Apr 09, 2008 23:30
Keiko, Gary and I are going to look at the apartment we want tomorrow! I'm excited since Keiko said she'd like to live with Tiny as well.
On another note, the fucking dog tripped me and I hit the humidifier and landed all my weight squarely on my right knee. Can't really move it right now... And I slammed my head into my car getting into it. Made me lose my focus for a minute. Couldn't drive there... But I'm ok. There's a lump there, and I've got a headache, and my leg feels like it'll fall off at the knee, but I'll be fine. I've been hurt much worse before.
Sleepy, sleepy, sleepy...
Oh yeah, one more thing. I was thinking about Gary and me the other night, and while recalling how much I love him, I realized that somewhere in the last few months, I've fallen completely in love with him. ^^ Never thought I'd say I'm in love with someone again, but he makes it so easy to be vulnerable. Something I never wanted to be again, but he's honest. I trust him so much and I know he's not messing around behind my back. He loves me too much. I told him that if I found out he cheated he'd never see me again and it almost made him cry, so I know he'll never hurt me like that. He told me he doesn't understand how people have done that to me. I told him I trust my significant others too much.

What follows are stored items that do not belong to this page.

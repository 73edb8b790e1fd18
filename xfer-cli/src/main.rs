// Copyright 2026 Locha Mesh Developers <contact@locha.io>
//
// Licensed under the Apache License, Version 2.0 (the "License");
// you may not use this file except in compliance with the License.
// You may obtain a copy of the License at
//
//     http://www.apache.org/licenses/LICENSE-2.0
//
// Unless required by applicable law or agreed to in writing, software
// distributed under the License is distributed on an "AS IS" BASIS,
// WITHOUT WARRANTIES OR CONDITIONS OF ANY KIND, either express or implied.
// See the License for the specific language governing permissions and
// limitations under the License.

#[cfg(windows)]
use std::ffi::OsString;
use std::{path::PathBuf, time::Duration};

use rawrepl_xfer::config::{Config, Timing, Vocabulary};

use anyhow::Result;
use clap::{crate_authors, crate_version, App, AppSettings, Arg, SubCommand};

mod list;
mod upload;

#[cfg(unix)]
const DEFAULT_PORT: &str = "/dev/ttyACM0";
#[cfg(windows)]
const DEFAULT_PORT: &str = "COM0";

const LOG_ENV: &str = "RAWREPL_XFER_LOG";

fn main() -> Result<()> {
    let args = cli().get_matches_safe()?;

    init_logger(args.occurrences_of("verbose"));

    let global_args = GlobalArgs {
        #[cfg(unix)]
        port: args.value_of("port").unwrap_or(DEFAULT_PORT).parse()?,
        #[cfg(windows)]
        port: OsString::from(args.value_of("port").unwrap_or(DEFAULT_PORT)),
        baudrate: args
            .value_of("baudrate")
            .unwrap_or("115200")
            .parse::<usize>()
            .map(usize_to_baudrate)?,
        simulate: args.value_of("simulate").map(PathBuf::from),
        config: Config {
            timing: Timing {
                banner_timeout: Duration::from_secs(
                    args.value_of("banner-timeout").unwrap_or("5").parse()?,
                ),
                ..Timing::default()
            },
            vocabulary: Vocabulary {
                module: args
                    .value_of("module")
                    .map(str::to_owned)
                    .unwrap_or_else(|| Vocabulary::default().module),
                ..Vocabulary::default()
            },
        },
    };

    match args.subcommand() {
        ("upload", Some(m)) => upload::upload(m, &global_args)?,
        ("list", Some(_)) => list::list()?,
        _ => {
            println!("Error: Sub-command required");
            println!("{}", args.usage());
        }
    }

    Ok(())
}

fn init_logger(verbosity: u64) {
    if std::env::var_os(LOG_ENV).is_none() {
        match verbosity {
            0 => (),
            1 => std::env::set_var(LOG_ENV, "debug"),
            _ => std::env::set_var(LOG_ENV, "trace"),
        }
    }

    #[cfg(feature = "pretty-env-logger")]
    pretty_env_logger::init_custom_env(LOG_ENV);
    #[cfg(not(feature = "pretty-env-logger"))]
    env_logger::init_from_env(LOG_ENV);
}

pub struct GlobalArgs {
    #[cfg(unix)]
    pub port: PathBuf,
    #[cfg(windows)]
    pub port: OsString,
    pub baudrate: serial::BaudRate,
    /// Run against a simulated board rooted at this directory.
    pub simulate: Option<PathBuf>,
    pub config: Config,
}

impl GlobalArgs {
    pub fn port_to_string(&self) -> String {
        #[cfg(unix)]
        let port = self.port.display().to_string();
        #[cfg(windows)]
        let port = self.port.to_string_lossy().into_owned();

        port
    }
}

fn usize_to_baudrate(baudrate: usize) -> serial::BaudRate {
    match baudrate {
        9600 => serial::BaudRate::Baud9600,
        19200 => serial::BaudRate::Baud19200,
        38400 => serial::BaudRate::Baud38400,
        57600 => serial::BaudRate::Baud57600,
        115200 => serial::BaudRate::Baud115200,
        n => serial::BaudRate::BaudOther(n),
    }
}

pub fn baudrate_to_usize(baudrate: serial::BaudRate) -> usize {
    match baudrate {
        serial::BaudRate::Baud110 => 110,
        serial::BaudRate::Baud300 => 300,
        serial::BaudRate::Baud600 => 600,
        serial::BaudRate::Baud1200 => 1200,
        serial::BaudRate::Baud2400 => 2400,
        serial::BaudRate::Baud4800 => 4800,
        serial::BaudRate::Baud9600 => 9600,
        serial::BaudRate::Baud19200 => 19200,
        serial::BaudRate::Baud38400 => 38400,
        serial::BaudRate::Baud57600 => 57600,
        serial::BaudRate::Baud115200 => 115200,
        serial::BaudRate::BaudOther(n) => n,
    }
}

fn cli() -> App<'static, 'static> {
    let app = App::new("MicroPython raw REPL file transfer")
        .usage("rawrepl-xfer [OPTIONS] [SUBCOMMAND]")
        .setting(AppSettings::ColoredHelp)
        .version(crate_version!())
        .author(crate_authors!())
        .about("Upload files to a MicroPython board through its serial REPL")
        .arg(
            opt("port", "Serial port to use")
                .short("p")
                .takes_value(true)
                .default_value(DEFAULT_PORT)
        )
        .arg(
            opt("baudrate", "Serial port baudrate")
                .short("b")
                .takes_value(true)
                .default_value("115200")
        )
        .arg(
            opt("module", "Board module providing the file receiver")
                .short("m")
                .takes_value(true)
                .default_value("ttboard.util.file_xfer")
        )
        .arg(
            opt("banner-timeout", "Seconds to wait for the raw REPL banner")
                .takes_value(true)
                .default_value("5")
        )
        .arg(
            opt(
                "simulate",
                "Don't open a serial port, upload to a simulated board whose filesystem root is this local directory"
            )
                .takes_value(true)
                .value_name("DIR")
        )
        .arg(
            opt("verbose", "Use verbose output: -v (debug), -vv (trace)")
                .short("v")
                .multiple(true)
        )
        .subcommand(
            SubCommand::with_name("upload")
                .about("Upload a file to the board")
                .setting(AppSettings::ColoredHelp)
                .arg(
                    Arg::with_name("LOCAL")
                        .required(true)
                        .takes_value(true)
                        .help("Local file to send")
                )
                .arg(
                    Arg::with_name("REMOTE")
                        .required(true)
                        .takes_value(true)
                        .help("Full path of the file on the board, e.g. /lib/module.py")
                )
        )
        .subcommand(
            SubCommand::with_name("list")
                .about("List serial ports")
                .setting(AppSettings::ColoredHelp)
        );

    // When double clicking the binary the binary will be paused. Useful on
    // windows, since the Console window will be closed inmediately.
    #[cfg(windows)]
    let app = app.setting(AppSettings::WaitOnError);

    app
}

fn opt(name: &'static str, help: &'static str) -> Arg<'static, 'static> {
    Arg::with_name(name).long(name).help(help)
}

But I know he'll never betray my trust. (If I give my heart to you, I must be sure from the very start that you will love me more than her. cause I couldn't stand the pain... And I, would be sad if our new love was in vain. So i hope you see, that I would love to love you...) The Beatles have a song for everything. Even feeling suicidal! (Yer Blues) But the songs that always make me happy, no matter what mood I'm in are Let it Be and Here Comes The Sun. (Little Darlin', I feel that ice is slowly melting. Little Darlin', I seems like years since it's been clear. Here comes the sun. Here comes the sun, and I say, It's all right...) I love it.